● **INSTRUCTIONS FOR THE TASK**:
Across the entries below, how many lines include the word "FollowCamera"? Reply with only the number.

● **Stored items**:
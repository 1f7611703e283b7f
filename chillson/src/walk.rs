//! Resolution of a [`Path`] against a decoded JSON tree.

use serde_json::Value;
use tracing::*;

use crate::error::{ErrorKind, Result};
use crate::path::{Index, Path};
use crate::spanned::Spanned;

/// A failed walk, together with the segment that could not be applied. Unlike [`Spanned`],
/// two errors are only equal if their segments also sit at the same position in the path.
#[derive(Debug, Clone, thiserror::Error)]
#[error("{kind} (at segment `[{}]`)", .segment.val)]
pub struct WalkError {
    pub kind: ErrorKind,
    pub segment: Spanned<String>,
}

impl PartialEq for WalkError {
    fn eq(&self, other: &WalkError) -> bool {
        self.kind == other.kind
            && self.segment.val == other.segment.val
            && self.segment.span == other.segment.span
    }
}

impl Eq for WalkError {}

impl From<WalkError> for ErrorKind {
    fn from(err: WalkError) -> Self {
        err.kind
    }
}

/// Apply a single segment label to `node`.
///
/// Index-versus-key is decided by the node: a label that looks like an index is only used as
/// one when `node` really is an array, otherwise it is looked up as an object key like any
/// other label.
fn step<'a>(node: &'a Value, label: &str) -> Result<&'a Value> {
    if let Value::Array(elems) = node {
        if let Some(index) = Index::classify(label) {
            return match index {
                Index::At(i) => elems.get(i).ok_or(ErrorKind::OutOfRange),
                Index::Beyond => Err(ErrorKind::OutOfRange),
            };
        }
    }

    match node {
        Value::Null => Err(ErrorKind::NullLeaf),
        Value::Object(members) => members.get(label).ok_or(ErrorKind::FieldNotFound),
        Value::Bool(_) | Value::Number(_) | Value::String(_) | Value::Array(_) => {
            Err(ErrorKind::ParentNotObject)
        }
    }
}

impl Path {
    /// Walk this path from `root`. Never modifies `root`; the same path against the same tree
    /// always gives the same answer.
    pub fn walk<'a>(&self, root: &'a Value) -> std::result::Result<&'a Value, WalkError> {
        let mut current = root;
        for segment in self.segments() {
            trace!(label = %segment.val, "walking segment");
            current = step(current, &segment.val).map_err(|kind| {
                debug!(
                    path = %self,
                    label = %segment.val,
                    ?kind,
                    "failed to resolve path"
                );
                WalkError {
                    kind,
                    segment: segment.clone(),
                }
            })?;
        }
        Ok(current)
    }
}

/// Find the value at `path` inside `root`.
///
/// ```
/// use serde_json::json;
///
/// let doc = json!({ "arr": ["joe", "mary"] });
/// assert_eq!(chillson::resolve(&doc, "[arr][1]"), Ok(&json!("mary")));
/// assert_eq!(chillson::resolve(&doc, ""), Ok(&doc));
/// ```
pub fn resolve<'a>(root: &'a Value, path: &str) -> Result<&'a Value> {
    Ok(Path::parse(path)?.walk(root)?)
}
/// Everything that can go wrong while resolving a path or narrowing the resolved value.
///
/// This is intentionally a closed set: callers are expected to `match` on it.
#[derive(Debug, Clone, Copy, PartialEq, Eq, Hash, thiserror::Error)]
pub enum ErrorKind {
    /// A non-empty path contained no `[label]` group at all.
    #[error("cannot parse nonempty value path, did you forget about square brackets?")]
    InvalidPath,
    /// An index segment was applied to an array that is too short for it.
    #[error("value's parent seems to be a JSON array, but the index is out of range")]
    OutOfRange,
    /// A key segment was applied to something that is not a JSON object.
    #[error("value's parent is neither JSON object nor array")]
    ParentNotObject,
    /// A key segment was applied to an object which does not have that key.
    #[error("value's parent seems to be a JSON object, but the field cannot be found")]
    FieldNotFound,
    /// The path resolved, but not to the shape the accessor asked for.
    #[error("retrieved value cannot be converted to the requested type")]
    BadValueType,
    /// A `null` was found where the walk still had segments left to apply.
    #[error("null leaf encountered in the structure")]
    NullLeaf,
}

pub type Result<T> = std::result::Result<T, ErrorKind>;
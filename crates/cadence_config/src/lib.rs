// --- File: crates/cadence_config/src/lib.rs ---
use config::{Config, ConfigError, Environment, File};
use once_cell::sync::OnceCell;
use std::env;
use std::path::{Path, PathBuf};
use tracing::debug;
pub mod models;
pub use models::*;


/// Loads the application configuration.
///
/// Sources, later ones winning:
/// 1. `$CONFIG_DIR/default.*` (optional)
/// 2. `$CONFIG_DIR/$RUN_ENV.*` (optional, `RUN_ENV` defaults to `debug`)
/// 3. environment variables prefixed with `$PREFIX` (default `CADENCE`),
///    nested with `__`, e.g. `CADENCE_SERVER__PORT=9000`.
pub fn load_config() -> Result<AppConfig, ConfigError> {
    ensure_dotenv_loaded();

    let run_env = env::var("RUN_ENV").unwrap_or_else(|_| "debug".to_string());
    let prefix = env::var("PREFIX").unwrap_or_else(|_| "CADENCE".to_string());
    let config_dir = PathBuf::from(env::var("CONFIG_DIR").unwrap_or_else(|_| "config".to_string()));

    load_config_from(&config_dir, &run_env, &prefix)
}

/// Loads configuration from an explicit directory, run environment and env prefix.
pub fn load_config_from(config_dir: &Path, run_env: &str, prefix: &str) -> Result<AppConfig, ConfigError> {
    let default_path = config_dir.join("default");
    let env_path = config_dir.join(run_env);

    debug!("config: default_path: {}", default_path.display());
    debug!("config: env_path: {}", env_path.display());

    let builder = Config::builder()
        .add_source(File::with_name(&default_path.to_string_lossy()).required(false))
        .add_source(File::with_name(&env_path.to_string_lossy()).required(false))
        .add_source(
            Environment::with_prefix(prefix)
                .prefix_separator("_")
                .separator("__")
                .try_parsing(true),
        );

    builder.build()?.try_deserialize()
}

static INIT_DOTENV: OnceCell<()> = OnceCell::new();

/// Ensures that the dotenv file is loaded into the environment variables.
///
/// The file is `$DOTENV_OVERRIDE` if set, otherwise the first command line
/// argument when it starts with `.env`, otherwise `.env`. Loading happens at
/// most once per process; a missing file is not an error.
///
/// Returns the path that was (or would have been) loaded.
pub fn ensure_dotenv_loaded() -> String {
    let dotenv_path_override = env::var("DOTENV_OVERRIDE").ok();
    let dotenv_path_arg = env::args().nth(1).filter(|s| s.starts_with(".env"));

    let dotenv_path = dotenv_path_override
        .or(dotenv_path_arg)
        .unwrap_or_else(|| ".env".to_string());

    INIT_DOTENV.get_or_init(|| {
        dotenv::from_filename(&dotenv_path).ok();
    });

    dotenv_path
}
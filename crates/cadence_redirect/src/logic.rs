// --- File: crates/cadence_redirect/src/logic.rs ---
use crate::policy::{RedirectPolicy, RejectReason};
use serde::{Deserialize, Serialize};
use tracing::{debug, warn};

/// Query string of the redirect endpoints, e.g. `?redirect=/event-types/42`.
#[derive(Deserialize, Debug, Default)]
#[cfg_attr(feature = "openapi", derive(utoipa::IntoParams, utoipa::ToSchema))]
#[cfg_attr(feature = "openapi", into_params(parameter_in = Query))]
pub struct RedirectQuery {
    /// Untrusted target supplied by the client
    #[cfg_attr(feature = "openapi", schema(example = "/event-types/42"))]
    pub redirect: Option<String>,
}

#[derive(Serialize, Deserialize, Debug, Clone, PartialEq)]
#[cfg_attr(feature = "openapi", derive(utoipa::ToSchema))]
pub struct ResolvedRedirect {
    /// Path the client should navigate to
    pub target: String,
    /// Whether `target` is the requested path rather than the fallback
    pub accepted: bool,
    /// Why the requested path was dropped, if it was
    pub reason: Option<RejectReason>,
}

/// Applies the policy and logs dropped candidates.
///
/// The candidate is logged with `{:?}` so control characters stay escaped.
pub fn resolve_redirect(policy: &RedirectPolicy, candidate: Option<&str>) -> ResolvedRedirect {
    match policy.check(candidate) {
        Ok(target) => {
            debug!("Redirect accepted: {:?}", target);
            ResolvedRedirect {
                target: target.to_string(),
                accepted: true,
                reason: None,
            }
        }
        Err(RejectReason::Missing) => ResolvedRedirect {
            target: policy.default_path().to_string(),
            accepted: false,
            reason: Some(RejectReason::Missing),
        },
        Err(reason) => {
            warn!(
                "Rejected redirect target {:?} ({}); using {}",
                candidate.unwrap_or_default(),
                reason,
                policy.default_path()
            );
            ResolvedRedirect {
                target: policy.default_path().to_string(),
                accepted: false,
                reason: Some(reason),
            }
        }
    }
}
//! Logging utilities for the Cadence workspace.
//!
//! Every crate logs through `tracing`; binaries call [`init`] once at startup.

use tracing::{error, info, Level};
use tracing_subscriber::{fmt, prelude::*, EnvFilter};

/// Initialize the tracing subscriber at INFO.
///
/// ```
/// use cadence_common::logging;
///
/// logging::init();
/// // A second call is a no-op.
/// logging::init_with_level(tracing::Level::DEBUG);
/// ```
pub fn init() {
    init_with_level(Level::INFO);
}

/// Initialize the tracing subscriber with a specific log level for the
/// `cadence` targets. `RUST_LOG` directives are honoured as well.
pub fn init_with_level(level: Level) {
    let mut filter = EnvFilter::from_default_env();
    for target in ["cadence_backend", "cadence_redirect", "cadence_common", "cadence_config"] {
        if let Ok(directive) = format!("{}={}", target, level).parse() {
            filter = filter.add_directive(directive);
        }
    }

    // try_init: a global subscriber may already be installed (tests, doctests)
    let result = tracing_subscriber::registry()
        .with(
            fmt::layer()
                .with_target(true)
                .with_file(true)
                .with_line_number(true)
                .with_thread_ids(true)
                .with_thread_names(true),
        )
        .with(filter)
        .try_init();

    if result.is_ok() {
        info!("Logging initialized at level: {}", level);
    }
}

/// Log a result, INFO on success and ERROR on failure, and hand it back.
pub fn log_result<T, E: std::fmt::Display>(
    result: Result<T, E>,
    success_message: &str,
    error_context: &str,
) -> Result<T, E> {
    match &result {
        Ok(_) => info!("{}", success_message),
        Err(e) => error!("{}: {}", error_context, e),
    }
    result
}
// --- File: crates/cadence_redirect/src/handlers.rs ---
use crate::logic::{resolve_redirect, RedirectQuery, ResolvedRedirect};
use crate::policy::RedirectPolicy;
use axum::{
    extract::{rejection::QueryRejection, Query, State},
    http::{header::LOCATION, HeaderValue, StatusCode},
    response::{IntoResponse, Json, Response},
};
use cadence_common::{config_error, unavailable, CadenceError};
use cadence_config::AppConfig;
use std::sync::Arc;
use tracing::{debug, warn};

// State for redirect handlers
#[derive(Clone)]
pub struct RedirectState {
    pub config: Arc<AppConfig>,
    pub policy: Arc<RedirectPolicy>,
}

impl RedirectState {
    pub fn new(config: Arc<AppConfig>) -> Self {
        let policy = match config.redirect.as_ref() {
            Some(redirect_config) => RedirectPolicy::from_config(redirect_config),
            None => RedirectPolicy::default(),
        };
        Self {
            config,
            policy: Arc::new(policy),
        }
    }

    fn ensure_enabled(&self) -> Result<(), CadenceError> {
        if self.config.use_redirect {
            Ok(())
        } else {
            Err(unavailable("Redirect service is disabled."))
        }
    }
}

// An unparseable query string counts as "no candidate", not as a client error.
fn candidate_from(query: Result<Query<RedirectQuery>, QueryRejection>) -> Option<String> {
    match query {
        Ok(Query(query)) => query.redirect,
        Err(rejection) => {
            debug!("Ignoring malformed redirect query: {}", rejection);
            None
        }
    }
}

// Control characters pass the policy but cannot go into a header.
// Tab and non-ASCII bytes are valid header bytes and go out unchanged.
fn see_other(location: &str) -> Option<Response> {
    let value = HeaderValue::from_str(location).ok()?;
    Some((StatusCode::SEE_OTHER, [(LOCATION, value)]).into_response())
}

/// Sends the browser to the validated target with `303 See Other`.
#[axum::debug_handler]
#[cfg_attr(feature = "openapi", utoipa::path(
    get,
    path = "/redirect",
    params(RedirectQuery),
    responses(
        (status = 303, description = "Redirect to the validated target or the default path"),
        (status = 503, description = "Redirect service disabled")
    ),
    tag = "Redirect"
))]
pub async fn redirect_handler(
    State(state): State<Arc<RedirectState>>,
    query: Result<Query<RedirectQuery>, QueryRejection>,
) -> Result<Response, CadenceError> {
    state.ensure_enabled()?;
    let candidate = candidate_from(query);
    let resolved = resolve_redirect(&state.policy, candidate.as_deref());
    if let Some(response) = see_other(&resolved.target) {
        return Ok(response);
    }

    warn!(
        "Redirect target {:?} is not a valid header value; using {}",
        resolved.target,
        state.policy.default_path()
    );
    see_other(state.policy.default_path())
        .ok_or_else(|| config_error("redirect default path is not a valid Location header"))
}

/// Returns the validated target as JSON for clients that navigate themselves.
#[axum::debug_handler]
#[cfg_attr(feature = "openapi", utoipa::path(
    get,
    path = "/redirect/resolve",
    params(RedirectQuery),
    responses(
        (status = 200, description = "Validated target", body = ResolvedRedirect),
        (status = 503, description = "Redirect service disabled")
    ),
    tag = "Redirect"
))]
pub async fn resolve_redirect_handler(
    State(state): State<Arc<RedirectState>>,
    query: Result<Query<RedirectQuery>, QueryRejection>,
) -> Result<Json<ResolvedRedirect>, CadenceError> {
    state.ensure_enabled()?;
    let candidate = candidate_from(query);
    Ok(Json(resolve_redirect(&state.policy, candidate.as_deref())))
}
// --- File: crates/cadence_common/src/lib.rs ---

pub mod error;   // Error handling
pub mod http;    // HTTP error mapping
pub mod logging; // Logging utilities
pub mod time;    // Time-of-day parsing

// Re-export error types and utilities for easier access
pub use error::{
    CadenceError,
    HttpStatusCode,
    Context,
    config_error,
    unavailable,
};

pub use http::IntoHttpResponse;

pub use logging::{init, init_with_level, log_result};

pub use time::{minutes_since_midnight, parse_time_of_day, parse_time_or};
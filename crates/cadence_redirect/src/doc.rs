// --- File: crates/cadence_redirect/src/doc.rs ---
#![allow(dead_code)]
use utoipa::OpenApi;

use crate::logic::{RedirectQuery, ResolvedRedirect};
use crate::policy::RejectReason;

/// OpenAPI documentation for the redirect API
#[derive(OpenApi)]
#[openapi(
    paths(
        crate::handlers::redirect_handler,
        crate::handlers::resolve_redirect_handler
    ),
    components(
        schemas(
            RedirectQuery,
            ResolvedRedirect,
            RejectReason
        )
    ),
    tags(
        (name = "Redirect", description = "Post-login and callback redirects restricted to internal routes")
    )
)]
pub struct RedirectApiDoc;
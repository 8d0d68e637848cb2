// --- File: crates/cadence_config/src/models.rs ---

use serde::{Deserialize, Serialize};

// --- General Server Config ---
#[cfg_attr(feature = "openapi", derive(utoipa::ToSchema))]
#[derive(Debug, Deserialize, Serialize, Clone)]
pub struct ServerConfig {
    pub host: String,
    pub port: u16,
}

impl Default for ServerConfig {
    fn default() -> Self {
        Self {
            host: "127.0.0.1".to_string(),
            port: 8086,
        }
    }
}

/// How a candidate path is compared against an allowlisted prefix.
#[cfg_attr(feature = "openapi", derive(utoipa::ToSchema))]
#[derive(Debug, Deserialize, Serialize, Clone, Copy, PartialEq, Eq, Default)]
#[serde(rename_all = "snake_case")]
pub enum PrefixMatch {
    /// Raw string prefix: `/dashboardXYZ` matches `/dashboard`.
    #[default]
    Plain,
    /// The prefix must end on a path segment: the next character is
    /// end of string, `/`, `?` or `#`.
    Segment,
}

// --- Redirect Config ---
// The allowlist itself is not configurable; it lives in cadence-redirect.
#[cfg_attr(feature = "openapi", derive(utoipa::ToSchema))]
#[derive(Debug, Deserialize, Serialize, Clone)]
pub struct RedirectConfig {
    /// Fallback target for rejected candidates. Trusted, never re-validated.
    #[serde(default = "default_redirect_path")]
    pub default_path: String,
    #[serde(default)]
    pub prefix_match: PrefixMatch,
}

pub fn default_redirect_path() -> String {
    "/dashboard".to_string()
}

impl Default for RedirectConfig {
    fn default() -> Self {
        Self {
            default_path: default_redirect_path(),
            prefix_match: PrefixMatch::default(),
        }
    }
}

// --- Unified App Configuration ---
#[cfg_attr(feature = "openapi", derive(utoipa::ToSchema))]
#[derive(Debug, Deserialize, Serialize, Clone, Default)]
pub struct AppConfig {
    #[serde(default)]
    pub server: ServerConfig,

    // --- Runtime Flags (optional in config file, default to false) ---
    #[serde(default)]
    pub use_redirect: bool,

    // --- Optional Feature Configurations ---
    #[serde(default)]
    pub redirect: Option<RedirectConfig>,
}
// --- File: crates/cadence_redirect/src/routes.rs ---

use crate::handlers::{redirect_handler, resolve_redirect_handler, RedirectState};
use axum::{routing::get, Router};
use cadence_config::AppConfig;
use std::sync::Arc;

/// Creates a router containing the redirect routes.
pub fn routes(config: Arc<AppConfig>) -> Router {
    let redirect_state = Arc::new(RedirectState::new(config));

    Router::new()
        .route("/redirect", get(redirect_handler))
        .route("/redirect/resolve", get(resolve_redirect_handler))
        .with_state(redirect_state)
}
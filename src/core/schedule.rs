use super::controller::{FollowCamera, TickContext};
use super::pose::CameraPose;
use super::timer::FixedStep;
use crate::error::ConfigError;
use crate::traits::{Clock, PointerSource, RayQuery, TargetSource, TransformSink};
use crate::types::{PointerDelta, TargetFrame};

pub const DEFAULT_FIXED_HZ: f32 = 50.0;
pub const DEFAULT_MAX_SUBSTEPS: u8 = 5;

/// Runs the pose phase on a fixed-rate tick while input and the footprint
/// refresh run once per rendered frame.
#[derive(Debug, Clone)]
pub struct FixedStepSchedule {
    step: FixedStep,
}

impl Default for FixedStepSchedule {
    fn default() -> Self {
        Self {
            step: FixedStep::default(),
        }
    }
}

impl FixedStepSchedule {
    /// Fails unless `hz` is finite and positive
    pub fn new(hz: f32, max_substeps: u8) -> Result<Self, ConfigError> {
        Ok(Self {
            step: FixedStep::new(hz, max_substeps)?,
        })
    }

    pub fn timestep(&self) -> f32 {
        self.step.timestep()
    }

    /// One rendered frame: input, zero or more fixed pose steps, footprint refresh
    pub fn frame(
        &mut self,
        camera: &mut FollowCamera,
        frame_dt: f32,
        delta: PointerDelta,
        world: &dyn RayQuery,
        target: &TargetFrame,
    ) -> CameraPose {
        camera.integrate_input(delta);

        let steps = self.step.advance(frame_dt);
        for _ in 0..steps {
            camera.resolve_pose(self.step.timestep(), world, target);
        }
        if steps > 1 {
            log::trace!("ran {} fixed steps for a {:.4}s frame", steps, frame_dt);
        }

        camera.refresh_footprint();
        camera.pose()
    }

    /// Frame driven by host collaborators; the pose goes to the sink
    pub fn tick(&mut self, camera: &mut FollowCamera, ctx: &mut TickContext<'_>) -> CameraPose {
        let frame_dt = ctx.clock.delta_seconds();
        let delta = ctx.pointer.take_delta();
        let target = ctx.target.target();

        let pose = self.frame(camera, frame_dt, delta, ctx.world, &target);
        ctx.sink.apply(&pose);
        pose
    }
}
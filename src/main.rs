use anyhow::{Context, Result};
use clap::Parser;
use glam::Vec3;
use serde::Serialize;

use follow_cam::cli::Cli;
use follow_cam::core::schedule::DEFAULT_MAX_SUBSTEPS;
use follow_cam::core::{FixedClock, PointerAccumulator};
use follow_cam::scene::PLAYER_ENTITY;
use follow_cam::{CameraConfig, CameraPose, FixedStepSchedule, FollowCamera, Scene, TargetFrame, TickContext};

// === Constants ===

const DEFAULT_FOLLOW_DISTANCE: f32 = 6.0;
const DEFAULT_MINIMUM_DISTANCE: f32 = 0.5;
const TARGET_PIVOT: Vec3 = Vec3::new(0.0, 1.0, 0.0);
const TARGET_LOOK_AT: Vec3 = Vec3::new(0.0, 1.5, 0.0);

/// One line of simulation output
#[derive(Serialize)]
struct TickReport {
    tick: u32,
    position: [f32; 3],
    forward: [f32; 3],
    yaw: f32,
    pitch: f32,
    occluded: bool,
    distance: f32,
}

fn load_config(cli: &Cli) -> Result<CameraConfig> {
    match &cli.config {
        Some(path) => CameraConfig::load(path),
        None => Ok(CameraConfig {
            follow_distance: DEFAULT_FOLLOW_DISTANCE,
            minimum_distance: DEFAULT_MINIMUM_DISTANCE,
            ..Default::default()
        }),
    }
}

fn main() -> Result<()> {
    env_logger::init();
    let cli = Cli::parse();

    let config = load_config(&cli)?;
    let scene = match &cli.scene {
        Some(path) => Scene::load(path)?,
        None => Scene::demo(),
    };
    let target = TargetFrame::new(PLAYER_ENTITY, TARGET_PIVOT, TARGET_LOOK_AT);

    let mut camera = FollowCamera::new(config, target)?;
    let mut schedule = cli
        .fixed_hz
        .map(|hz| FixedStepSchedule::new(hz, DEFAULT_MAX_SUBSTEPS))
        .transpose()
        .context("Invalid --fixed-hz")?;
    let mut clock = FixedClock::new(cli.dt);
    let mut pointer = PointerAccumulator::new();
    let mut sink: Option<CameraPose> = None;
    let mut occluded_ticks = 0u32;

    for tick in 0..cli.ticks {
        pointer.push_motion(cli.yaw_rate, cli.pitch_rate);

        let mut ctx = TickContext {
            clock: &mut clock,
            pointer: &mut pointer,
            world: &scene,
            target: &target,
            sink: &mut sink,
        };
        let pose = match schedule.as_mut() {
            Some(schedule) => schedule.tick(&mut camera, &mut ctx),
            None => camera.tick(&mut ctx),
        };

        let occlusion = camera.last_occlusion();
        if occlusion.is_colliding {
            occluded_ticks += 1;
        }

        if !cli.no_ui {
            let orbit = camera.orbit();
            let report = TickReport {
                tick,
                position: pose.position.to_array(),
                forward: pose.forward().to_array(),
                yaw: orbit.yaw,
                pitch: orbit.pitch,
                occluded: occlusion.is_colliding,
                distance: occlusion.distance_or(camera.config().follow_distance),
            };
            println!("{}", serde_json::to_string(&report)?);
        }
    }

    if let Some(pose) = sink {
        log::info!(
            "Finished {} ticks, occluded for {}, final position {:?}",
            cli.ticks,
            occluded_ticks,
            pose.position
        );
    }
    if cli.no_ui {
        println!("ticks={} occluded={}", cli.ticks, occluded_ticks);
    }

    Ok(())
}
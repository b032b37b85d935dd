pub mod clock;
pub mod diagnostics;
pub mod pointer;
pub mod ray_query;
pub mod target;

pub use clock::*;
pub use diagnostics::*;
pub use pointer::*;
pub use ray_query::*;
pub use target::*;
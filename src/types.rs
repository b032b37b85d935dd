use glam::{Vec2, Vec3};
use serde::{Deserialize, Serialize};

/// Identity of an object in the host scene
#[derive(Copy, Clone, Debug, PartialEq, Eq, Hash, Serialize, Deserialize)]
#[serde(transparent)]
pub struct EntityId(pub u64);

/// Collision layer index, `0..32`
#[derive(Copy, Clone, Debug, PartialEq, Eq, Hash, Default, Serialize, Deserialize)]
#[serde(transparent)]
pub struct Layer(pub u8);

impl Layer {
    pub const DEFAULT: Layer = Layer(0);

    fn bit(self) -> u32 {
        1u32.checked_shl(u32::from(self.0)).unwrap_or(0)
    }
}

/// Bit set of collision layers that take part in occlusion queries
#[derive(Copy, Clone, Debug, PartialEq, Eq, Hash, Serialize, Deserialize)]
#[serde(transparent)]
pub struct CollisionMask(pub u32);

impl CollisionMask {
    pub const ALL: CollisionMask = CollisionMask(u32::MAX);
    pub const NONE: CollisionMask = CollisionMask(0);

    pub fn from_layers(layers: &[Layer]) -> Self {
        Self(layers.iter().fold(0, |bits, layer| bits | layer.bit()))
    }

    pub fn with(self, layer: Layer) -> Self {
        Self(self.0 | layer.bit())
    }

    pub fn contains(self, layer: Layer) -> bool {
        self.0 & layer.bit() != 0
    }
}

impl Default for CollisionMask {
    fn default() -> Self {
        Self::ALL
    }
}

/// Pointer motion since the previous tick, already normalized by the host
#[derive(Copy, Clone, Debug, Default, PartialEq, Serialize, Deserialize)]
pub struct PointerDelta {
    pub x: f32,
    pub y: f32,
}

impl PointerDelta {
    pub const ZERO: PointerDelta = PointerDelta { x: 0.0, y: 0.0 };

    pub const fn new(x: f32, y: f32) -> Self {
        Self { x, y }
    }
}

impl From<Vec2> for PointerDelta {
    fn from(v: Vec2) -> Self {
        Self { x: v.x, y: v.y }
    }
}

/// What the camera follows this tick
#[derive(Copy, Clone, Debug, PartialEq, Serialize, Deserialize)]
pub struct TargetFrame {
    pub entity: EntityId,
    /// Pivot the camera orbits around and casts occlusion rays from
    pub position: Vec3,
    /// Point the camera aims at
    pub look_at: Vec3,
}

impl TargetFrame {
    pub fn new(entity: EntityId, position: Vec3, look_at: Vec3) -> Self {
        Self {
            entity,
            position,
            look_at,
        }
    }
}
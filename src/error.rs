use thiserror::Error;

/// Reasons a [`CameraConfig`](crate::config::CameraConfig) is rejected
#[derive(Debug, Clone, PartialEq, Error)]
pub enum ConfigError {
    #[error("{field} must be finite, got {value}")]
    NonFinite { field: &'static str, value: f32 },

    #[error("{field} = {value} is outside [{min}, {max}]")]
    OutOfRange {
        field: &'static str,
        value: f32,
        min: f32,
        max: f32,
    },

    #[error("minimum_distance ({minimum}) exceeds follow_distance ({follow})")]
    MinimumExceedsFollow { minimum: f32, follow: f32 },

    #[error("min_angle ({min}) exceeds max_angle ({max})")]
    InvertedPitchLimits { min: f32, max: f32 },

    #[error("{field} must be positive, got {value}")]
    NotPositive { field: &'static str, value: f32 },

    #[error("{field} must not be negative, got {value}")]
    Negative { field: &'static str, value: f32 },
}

● **OUTPUT OF THE EXERCISE**:
5